Las autoridades españolas han completado la identificación de las 13 víctimas mortales del incendio que arrasó el pasado jueves por la noche la localidad de Los Gallardos, en Andalucía, al sur de España. Según informaron este martes, doce de los fallecidos eran ciudadanos extranjeros. El balance incluye siete británicos, tres belgas, una francesa, una estadounidense y un ciudadano español.

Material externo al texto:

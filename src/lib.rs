// Blackrock NSx / NEV Rust Reader
// Main library entry point

pub mod core;
pub mod live;

// Re-export main types
pub use crate::core::error::{BrkError, Result};
pub use crate::core::events::NevEventsProvider;
pub use crate::core::format::{EventKind, SampleWindow};
pub use crate::core::provider::{EventSource, TraceSource};
pub use crate::core::traces::NsxTracesProvider;
pub use crate::live::buffer::LiveBuffer;
pub use crate::live::events::LiveEventsProvider;
pub use crate::live::link::{LinkPacket, LiveChannelConfig, LiveLink, PacketSink, SpikeSink};
pub use crate::live::traces::LiveTracesProvider;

En un comunicado, el organismo público encargado de la identificación de los cadáveres (CID) confirmó que «esta tarde ha concluido la identificación de todas las víctimas del incendio de Los Gallardos». La institución precisó que «de las trece personas fallecidas, una de ellas en el hospital, siete eran originarias del Reino Unido, tres de Bélgica, una de Francia, otra de Estados Unidos y una de nacionalidad española».
El CID explicó que las doce personas cuyos cuerpos fueron hallados en la zona del incendio habían sido previamente denunciadas como desaparecidas. La decimotercera víctima falleció días después en el hospital a consecuencia de las graves heridas sufridas.
Asimismo, detalló que las víctimas eran ocho mujeres y cinco hombres, todos ellos mayores de edad. Las últimas identificaciones correspondieron a dos ciudadanos británicos y una ciudadana estadounidense.
Debido al estado en que quedaron los cuerpos, los médicos forenses tuvieron que recurrir a análisis genéticos para confirmar la identidad de las víctimas. Los servicios de emergencia localizaron doce cadáveres completamente calcinados y gravemente desfigurados por las llamas, por lo que fue necesario realizar pruebas de ADN con la colaboración de familiares y allegados, asistidos por los servicios consulares de los países afectados.
Las labores de búsqueda llevadas a cabo en los días posteriores al incendio no permitieron localizar nuevas víctimas, aunque las autoridades no descartaban por completo que el balance pudiera aumentar.
El incendio, considerado uno de los más mortíferos de la historia reciente de España, se originó tras la caída de un cable eléctrico junto a una carretera. Las altas temperaturas registradas durante la ola de calor favorecieron una rápida propagación del fuego.
Las llamas arrasaron cerca de 7.000 hectáreas de masa forestal en una zona próxima al Mediterráneo, avanzando a un ritmo de alrededor de 100 metros por minuto.
El incendio ya ha sido controlado y, desde el pasado domingo, los vecinos evacuados han podido regresar progresivamente a sus viviendas.
España ha sufrido en los últimos años episodios de calor extremo cada vez más prolongados e intensos, con temperaturas que superan ampliamente los 40 grados, unas condiciones que favorecen la aparición y rápida expansión de grandes incendios forestales.
Según el Sistema Europeo de Información sobre Incendios Forestales (EFFIS), en 2025 las llamas devastaron más de 393.000 hectáreas en España, el peor balance registrado en la historia reciente del país.